● **Work to complete**:
Nothing but an exact repetition of the entries should appear in the answer.

● **Input material**:
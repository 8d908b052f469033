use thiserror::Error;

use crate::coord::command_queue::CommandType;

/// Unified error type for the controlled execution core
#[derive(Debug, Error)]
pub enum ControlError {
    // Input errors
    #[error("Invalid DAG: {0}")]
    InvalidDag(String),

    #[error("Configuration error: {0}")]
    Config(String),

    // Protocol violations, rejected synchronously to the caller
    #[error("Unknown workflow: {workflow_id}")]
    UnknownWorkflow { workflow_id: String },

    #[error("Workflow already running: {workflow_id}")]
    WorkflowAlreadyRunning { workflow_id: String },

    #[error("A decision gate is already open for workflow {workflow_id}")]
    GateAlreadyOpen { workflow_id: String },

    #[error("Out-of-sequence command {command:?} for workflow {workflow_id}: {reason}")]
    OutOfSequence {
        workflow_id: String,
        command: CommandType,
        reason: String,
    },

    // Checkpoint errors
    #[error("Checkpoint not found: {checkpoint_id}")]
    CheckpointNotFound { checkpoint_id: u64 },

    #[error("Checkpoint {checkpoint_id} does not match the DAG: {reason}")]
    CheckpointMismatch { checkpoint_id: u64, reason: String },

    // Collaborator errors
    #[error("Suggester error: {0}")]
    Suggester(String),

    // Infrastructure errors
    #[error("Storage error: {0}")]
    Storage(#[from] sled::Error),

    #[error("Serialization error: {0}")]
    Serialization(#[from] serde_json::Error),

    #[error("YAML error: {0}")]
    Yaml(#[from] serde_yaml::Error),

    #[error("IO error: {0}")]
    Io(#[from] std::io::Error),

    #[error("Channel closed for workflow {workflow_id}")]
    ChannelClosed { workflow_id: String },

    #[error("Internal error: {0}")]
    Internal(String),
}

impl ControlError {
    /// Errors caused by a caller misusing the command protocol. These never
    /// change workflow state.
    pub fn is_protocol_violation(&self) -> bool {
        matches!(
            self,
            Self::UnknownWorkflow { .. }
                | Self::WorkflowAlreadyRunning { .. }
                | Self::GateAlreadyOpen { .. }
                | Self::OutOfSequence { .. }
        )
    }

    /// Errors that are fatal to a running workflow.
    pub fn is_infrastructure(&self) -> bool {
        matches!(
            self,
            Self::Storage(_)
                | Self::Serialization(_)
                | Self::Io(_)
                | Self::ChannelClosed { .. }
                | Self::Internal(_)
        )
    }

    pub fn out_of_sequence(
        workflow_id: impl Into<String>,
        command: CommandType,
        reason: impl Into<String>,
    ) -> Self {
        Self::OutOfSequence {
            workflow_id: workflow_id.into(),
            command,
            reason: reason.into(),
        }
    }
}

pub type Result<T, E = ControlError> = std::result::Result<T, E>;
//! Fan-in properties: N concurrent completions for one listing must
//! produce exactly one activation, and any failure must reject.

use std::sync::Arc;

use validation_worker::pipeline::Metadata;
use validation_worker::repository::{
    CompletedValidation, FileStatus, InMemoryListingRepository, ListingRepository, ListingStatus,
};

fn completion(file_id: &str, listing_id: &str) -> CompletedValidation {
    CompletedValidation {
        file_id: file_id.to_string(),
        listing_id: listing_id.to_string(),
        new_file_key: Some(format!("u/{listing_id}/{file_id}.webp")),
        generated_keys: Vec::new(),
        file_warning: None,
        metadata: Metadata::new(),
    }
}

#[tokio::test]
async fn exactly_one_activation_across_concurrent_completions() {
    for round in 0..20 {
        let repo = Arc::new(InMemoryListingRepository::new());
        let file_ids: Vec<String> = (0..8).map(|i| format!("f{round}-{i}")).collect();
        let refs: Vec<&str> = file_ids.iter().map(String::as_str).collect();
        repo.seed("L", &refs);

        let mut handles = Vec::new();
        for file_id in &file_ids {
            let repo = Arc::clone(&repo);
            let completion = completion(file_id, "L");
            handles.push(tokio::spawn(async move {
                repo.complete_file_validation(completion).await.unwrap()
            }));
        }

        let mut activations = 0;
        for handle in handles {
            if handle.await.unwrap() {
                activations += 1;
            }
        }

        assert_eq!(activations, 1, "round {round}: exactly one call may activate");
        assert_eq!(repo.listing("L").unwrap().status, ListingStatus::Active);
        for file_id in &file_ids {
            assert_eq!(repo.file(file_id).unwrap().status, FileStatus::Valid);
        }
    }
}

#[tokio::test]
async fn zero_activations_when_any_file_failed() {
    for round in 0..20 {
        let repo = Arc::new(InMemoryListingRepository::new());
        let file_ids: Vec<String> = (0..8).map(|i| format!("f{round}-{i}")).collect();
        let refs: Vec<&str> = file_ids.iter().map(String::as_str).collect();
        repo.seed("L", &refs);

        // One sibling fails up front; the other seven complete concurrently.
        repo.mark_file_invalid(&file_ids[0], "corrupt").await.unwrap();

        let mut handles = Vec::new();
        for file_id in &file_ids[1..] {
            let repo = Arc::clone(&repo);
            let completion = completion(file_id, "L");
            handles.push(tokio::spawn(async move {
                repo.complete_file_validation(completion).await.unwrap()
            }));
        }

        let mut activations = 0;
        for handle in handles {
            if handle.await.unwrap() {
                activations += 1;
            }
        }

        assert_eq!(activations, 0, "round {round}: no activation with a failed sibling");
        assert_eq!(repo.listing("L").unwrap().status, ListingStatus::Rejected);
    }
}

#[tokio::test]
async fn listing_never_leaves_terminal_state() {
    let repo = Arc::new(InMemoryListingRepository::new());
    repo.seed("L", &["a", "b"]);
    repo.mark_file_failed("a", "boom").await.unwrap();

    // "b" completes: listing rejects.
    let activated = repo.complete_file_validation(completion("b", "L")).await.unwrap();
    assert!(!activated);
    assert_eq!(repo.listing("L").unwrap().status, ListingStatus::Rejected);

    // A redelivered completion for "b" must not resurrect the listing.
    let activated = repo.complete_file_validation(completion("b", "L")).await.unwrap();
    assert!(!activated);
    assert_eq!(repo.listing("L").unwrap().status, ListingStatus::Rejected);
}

● **Solution to this problem**:
repository 8d908b052f469033
use thiserror::Error;

use crate::coord::command_queue::CommandType;

/// Unified error type for the controlled execution core
#[derive(Debug, Error)]
pub enum ControlError {
    // Input errors
    #[error("Invalid DAG: {0}")]
    InvalidDag(String),

    #[error("Configuration error: {0}")]
    Config(String),

    // Protocol violations, rejected synchronously to the caller
    #[error("Unknown workflow: {workflow_id}")]
    UnknownWorkflow { workflow_id: String },

    #[error("Workflow already running: {workflow_id}")]
    WorkflowAlreadyRunning { workflow_id: String },

    #[error("A decision gate is already open for workflow {workflow_id}")]
    GateAlreadyOpen { workflow_id: String },

    #[error("Out-of-sequence command {command:?} for workflow {workflow_id}: {reason}")]
    OutOfSequence {
        workflow_id: String,
        command: CommandType,
        reason: String,
    },

    // Checkpoint errors
    #[error("Checkpoint not found: {checkpoint_id}")]
    CheckpointNotFound { checkpoint_id: u64 },

    #[error("Checkpoint {checkpoint_id} does not match the DAG: {reason}")]
    CheckpointMismatch { checkpoint_id: u64, reason: String },

    // Collaborator errors
    #[error("Suggester error: {0}")]
    Suggester(String),

    // Infrastructure errors
    #[error("Storage error: {0}")]
    Storage(#[from] sled::Error),

    #[error("Serialization error: {0}")]
    Serialization(#[from] serde_json::Error),

    #[error("YAML error: {0}")]
    Yaml(#[from] serde_yaml::Error),

    #[error("IO error: {0}")]
    Io(#[from] std::io::Error),

    #[error("Channel closed for workflow {workflow_id}")]
    ChannelClosed { workflow_id: String },

    #[error("Internal error: {0}")]
    Internal(String),
}

impl ControlError {
    /// Errors caused by a caller misusing the command protocol. These never
    /// change workflow state.
    pub fn is_protocol_violation(&self) -> bool {
        matches!(
            self,
            Self::UnknownWorkflow { .. }
                | Self::WorkflowAlreadyRunning { .. }
                | Self::GateAlreadyOpen { .. }
                | Self::OutOfSequence { .. }
        )
    }

    /// Errors that are fatal to a running workflow.
    pub fn is_infrastructure(&self) -> bool {
        matches!(
            self,
            Self::Storage(_)
                | Self::Serialization(_)
                | Self::Io(_)
                | Self::ChannelClosed { .. }
                | Self::Internal(_)
        )
    }

    pub fn out_of_sequence(
        workflow_id: impl Into<String>,
        command: CommandType,
        reason: impl Into<String>,
    ) -> Self {
        Self::OutOfSequence {
            workflow_id: workflow_id.into(),
            command,
            reason: reason.into(),
        }
    }
}

pub type Result<T, E = ControlError> = std::result::Result<T, E>;
//! Fan-in properties: N concurrent completions for one listing must
//! produce exactly one activation, and any failure must reject.

use std::sync::Arc;

use validation_worker::pipeline::Metadata;
use validation_worker::repository::{
    CompletedValidation, FileStatus, InMemoryListingRepository, ListingRepository, ListingStatus,
};

fn completion(file_id: &str, listing_id: &str) -> CompletedValidation {
    CompletedValidation {
        file_id: file_id.to_string(),
        listing_id: listing_id.to_string(),
        new_file_key: Some(format!("u/{listing_id}/{file_id}.webp")),
        generated_keys: Vec::new(),
        file_warning: None,
        metadata: Metadata::new(),
    }
}

#[tokio::test]
async fn exactly_one_activation_across_concurrent_completions() {
    for round in 0..20 {
        let repo = Arc::new(InMemoryListingRepository::new());
        let file_ids: Vec<String> = (0..8).map(|i| format!("f{round}-{i}")).collect();
        let refs: Vec<&str> = file_ids.iter().map(String::as_str).collect();
        repo.seed("L", &refs);

        let mut handles = Vec::new();
        for file_id in &file_ids {
            let repo = Arc::clone(&repo);
            let completion = completion(file_id, "L");
            handles.push(tokio::spawn(async move {
                repo.complete_file_validation(completion).await.unwrap()
            }));
        }

        let mut activations = 0;
        for handle in handles {
            if handle.await.unwrap() {
                activations += 1;
            }
        }

        assert_eq!(activations, 1, "round {round}: exactly one call may activate");
        assert_eq!(repo.listing("L").unwrap().status, ListingStatus::Active);
        for file_id in &file_ids {
            assert_eq!(repo.file(file_id).unwrap().status, FileStatus::Valid);
        }
    }
}

#[tokio::test]
async fn zero_activations_when_any_file_failed() {
    for round in 0..20 {
        let repo = Arc::new(InMemoryListingRepository::new());
        let file_ids: Vec<String> = (0..8).map(|i| format!("f{round}-{i}")).collect();
        let refs: Vec<&str> = file_ids.iter().map(String::as_str).collect();
        repo.seed("L", &refs);

        // One sibling fails up front; the other seven complete concurrently.
        repo.mark_file_invalid(&file_ids[0], "corrupt").await.unwrap();

        let mut handles = Vec::new();
        for file_id in &file_ids[1..] {
            let repo = Arc::clone(&repo);
            let completion = completion(file_id, "L");
            handles.push(tokio::spawn(async move {
                repo.complete_file_validation(completion).await.unwrap()
            }));
        }

        let mut activations = 0;
        for handle in handles {
            if handle.await.unwrap() {
                activations += 1;
            }
        }

        assert_eq!(activations, 0, "round {round}: no activation with a failed sibling");
        assert_eq!(repo.listing("L").unwrap().status, ListingStatus::Rejected);
    }
}

#[tokio::test]
async fn listing_never_leaves_terminal_state() {
    let repo = Arc::new(InMemoryListingRepository::new());
    repo.seed("L", &["a", "b"]);
    repo.mark_file_failed("a", "boom").await.unwrap();

    // "b" completes: listing rejects.
    let activated = repo.complete_file_validation(completion("b", "L")).await.unwrap();
    assert!(!activated);
    assert_eq!(repo.listing("L").unwrap().status, ListingStatus::Rejected);

    // A redelivered completion for "b" must not resurrect the listing.
    let activated = repo.complete_file_validation(completion("b", "L")).await.unwrap();
    assert!(!activated);
    assert_eq!(repo.listing("L").unwrap().status, ListingStatus::Rejected);
}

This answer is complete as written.